Work required:
From the first line of the data through the line containing "use config::Config;", return each line exactly.

Dataset excerpts:
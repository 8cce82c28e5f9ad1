use actix_web::middleware::NormalizePath;
use actix_web::web::Data;
use actix_web::{App, HttpServer, Responder, get};
use dotenvy::dotenv;

mod api;
mod auth;
mod config;
mod db;
mod model;
mod models;
mod payroll;
mod routes;
mod utils;
mod docs;

use config::Config;
use db::init_db;

use crate::utils::name_filter;
use crate::utils::profile_cache;
use tracing::info;
use tracing_appender::rolling;
use utoipa_swagger_ui::SwaggerUi;
use crate::docs::ApiDoc;
use utoipa::OpenApi; // needed for ApiDoc::openapi()

#[get("/")]
async fn index() -> impl Responder {
    "SitePay up"
}

#[actix_web::main]
async fn main() -> std::io::Result<()> {
    dotenv().ok();

    let config = Config::from_env();

    // Rolling daily log
    let file_appender = rolling::daily("logs", "app.log");
    let (non_blocking, _guard) = tracing_appender::non_blocking(file_appender);

    tracing_subscriber::fmt()
        .with_writer(non_blocking)
        .with_max_level(tracing::Level::DEBUG)
        .with_ansi(false)
        .with_target(false) // removes module path
        .with_level(true)
        .with_thread_ids(false)
        .with_thread_names(false)
        .pretty()
        .init();

    info!("Server starting...");

    let pool = init_db(&config.database_url).await;

    let pool_for_filter_warmup = pool.clone();
    let pool_for_cache_warmup = pool.clone();
    // clone what the server closure needs BEFORE moving config
    let server_addr = config.server_addr.clone();
    let config_data = config.clone();

    actix_web::rt::spawn(async move {
        if let Err(e) = name_filter::warmup_name_filter(&pool_for_filter_warmup, 100).await {
            eprintln!("Failed to warmup contractor name filter: {:?}", e);
        }
    });

    actix_web::rt::spawn(async move {
        if let Err(e) = profile_cache::warmup_profile_cache(&pool_for_cache_warmup, 250).await {
            eprintln!("Failed to warmup profile cache: {:?}", e);
        }
    });

    HttpServer::new(move || {
        App::new()
            .wrap(actix_web::middleware::Logger::default())
            .wrap(NormalizePath::trim())
            .service(
                SwaggerUi::new("/swagger-ui/{_:.*}") // wildcard {_:.*} to match JS/CSS files
                    .url("/api-doc/openapi.json", ApiDoc::openapi()),
            )
            .app_data(Data::new(pool.clone()))
            .app_data(Data::new(config.clone()))
            .service(index)
            // Configure auth + protected routes with rate limiting
            .configure(|cfg| routes::configure(cfg, config_data.clone()))
    })
    .bind(server_addr)?
    .run()
    .await
}
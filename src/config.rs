use std::env;
use std::str::FromStr;

use chrono::NaiveTime;
use dotenvy::dotenv;

use crate::payroll::rules::{HoursSource, PayrollRules, WeekPolicy};

#[derive(Clone)]
pub struct Config {
    pub database_url: String,
    pub jwt_secret: String,
    pub server_addr: String,
    pub access_token_ttl: usize,
    pub refresh_token_ttl: usize,

    // Rate limiting
    pub rate_login_per_min: u32,
    pub rate_register_per_min: u32,
    pub rate_refresh_per_min: u32,
    pub rate_protected_per_min: u32,

    pub api_prefix: String,

    /// Earnings-engine tunables, overridable via PAYROLL_* variables.
    pub payroll: PayrollRules,
}

fn env_f64(key: &str, default: f64) -> f64 {
    env::var(key)
        .unwrap_or_else(|_| default.to_string())
        .parse()
        .unwrap()
}

impl Config {
    pub fn from_env() -> Self {
        dotenv().ok();

        Self {
            server_addr: env::var("SERVER_ADDR").expect("SERVER_ADDR must be set"),
            database_url: env::var("DATABASE_URL").expect("DATABASE_URL must be set"),
            jwt_secret: env::var("JWT_SECRET").expect("JWT_SECRET must be set"),
            access_token_ttl: env::var("ACCESS_TOKEN_TTL")
                .unwrap_or_else(|_| "900".to_string()) // default 15 min
                .parse()
                .unwrap(),
            refresh_token_ttl: env::var("REFRESH_TOKEN_TTL")
                .unwrap_or_else(|_| "604800".to_string()) // default 7 days
                .parse()
                .unwrap(),

            rate_login_per_min: env::var("RATE_LOGIN_PER_MIN")
                .unwrap_or_else(|_| "60".to_string())
                .parse()
                .unwrap(),
            rate_register_per_min: env::var("RATE_REGISTER_PER_MIN")
                .unwrap_or_else(|_| "30".to_string())
                .parse()
                .unwrap(),
            rate_refresh_per_min: env::var("RATE_REFRESH_PER_MIN")
                .unwrap_or_else(|_| "30".to_string())
                .parse()
                .unwrap(),
            rate_protected_per_min: env::var("RATE_PROTECTED_PER_MIN")
                .unwrap_or_else(|_| "1000".to_string())
                .parse()
                .unwrap(),

            api_prefix: env::var("API_PREFIX").unwrap_or_else(|_| "/api".to_string()),

            payroll: payroll_rules_from_env(),
        }
    }
}

fn payroll_rules_from_env() -> PayrollRules {
    let defaults = PayrollRules::default();

    PayrollRules {
        full_day_hours: env_f64("PAYROLL_FULL_DAY_HOURS", defaults.full_day_hours),
        late_cutoff: env::var("PAYROLL_LATE_CUTOFF")
            .ok()
            .map(|s| NaiveTime::parse_from_str(&s, "%H:%M").expect("PAYROLL_LATE_CUTOFF must be HH:MM"))
            .unwrap_or(defaults.late_cutoff),
        late_penalty_per_minute: env_f64(
            "PAYROLL_LATE_PENALTY_PER_MINUTE",
            defaults.late_penalty_per_minute,
        ),
        late_penalty_cap: env_f64("PAYROLL_LATE_PENALTY_CAP", defaults.late_penalty_cap),
        min_daily_pay: env_f64("PAYROLL_MIN_DAILY_PAY", defaults.min_daily_pay),
        cis_registered_rate: env_f64("PAYROLL_CIS_REGISTERED_RATE", defaults.cis_registered_rate),
        cis_unregistered_rate: env_f64(
            "PAYROLL_CIS_UNREGISTERED_RATE",
            defaults.cis_unregistered_rate,
        ),
        week_policy: env::var("PAYROLL_WEEK_POLICY")
            .ok()
            .map(|s| WeekPolicy::from_str(&s).expect("PAYROLL_WEEK_POLICY must be monday_to_sunday or ending_friday"))
            .unwrap_or(defaults.week_policy),
        hours_source: env::var("PAYROLL_HOURS_SOURCE")
            .ok()
            .map(|s| HoursSource::from_str(&s).expect("PAYROLL_HOURS_SOURCE must be recorded_then_delta or delta_only"))
            .unwrap_or(defaults.hours_source),
        recorded_hours_tolerance: env_f64(
            "PAYROLL_RECORDED_HOURS_TOLERANCE",
            defaults.recorded_hours_tolerance,
        ),
    }
}
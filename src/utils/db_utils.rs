use serde_json::Value;
use chrono::{NaiveDate, NaiveDateTime};
use actix_web::error::ErrorBadRequest;
use sqlx::MySqlPool;

/// SQL bindable value enum
#[derive(Debug)]
pub enum SqlValue {
    String(String),
    I64(i64),
    F64(f64),
    Bool(bool),
    Date(NaiveDate),
    DateTime(NaiveDateTime),
    Null,
}

/// SQL update container
#[derive(Debug)]
pub struct SqlUpdate {
    pub sql: String,
    pub values: Vec<SqlValue>,
}

/// Build a dynamic UPDATE from a partial JSON payload. Keys become SET
/// columns verbatim, so callers must only pass whitelisted payloads.
pub fn build_update_sql(
    table: &str,
    payload: &Value,
    id_column: &str,
    id_value: i64,
) -> Result<SqlUpdate, actix_web::Error> {
    let obj = payload
        .as_object()
        .ok_or_else(|| ErrorBadRequest("Payload must be a JSON object"))?;

    if obj.is_empty() {
        return Err(ErrorBadRequest("No fields provided for update"));
    }

    let set_clause = obj
        .keys()
        .map(|k| format!("{} = ?", k))
        .collect::<Vec<_>>()
        .join(", ");

    let sql = format!(
        "UPDATE {} SET {} WHERE {} = ?",
        table, set_clause, id_column
    );

    let mut values = Vec::with_capacity(obj.len() + 1);

    // Convert JSON values -> SqlValue; date-looking strings bind as dates
    for value in obj.values() {
        match value {
            Value::String(s) => {
                if let Ok(d) = NaiveDate::parse_from_str(s, "%Y-%m-%d") {
                    values.push(SqlValue::Date(d));
                } else if let Ok(dt) = NaiveDateTime::parse_from_str(s, "%Y-%m-%dT%H:%M:%S") {
                    values.push(SqlValue::DateTime(dt));
                } else if let Ok(dt) = NaiveDateTime::parse_from_str(s, "%Y-%m-%d %H:%M:%S") {
                    values.push(SqlValue::DateTime(dt));
                } else {
                    values.push(SqlValue::String(s.clone()));
                }
            }
            Value::Number(n) => {
                if let Some(i) = n.as_i64() {
                    values.push(SqlValue::I64(i));
                } else if let Some(f) = n.as_f64() {
                    values.push(SqlValue::F64(f));
                }
            }
            Value::Bool(b) => values.push(SqlValue::Bool(*b)),
            Value::Null => values.push(SqlValue::Null),
            _ => return Err(ErrorBadRequest("Unsupported JSON value type")),
        }
    }

    // WHERE id = ?
    values.push(SqlValue::I64(id_value));

    Ok(SqlUpdate { sql, values })
}

/// Execute the update
pub async fn execute_update(
    pool: &MySqlPool,
    update: SqlUpdate,
) -> Result<u64, sqlx::Error> {
    let mut query = sqlx::query(&update.sql);

    for value in update.values {
        query = match value {
            SqlValue::String(v) => query.bind(v),
            SqlValue::I64(v) => query.bind(v),
            SqlValue::F64(v) => query.bind(v),
            SqlValue::Bool(v) => query.bind(v),
            SqlValue::Date(v) => query.bind(v),
            SqlValue::DateTime(v) => query.bind(v),
            SqlValue::Null => query.bind(None::<String>),
        };
    }

    let result = query.execute(pool).await?;
    Ok(result.rows_affected())
}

Output for this task:
repository 8cce82c28e5f9ad1
use actix_web::middleware::NormalizePath;
use actix_web::web::Data;
use actix_web::{App, HttpServer, Responder, get};
use dotenvy::dotenv;

mod api;
mod auth;
mod config;
mod db;
mod model;
mod models;
mod payroll;
mod routes;
mod utils;
mod docs;

use config::Config;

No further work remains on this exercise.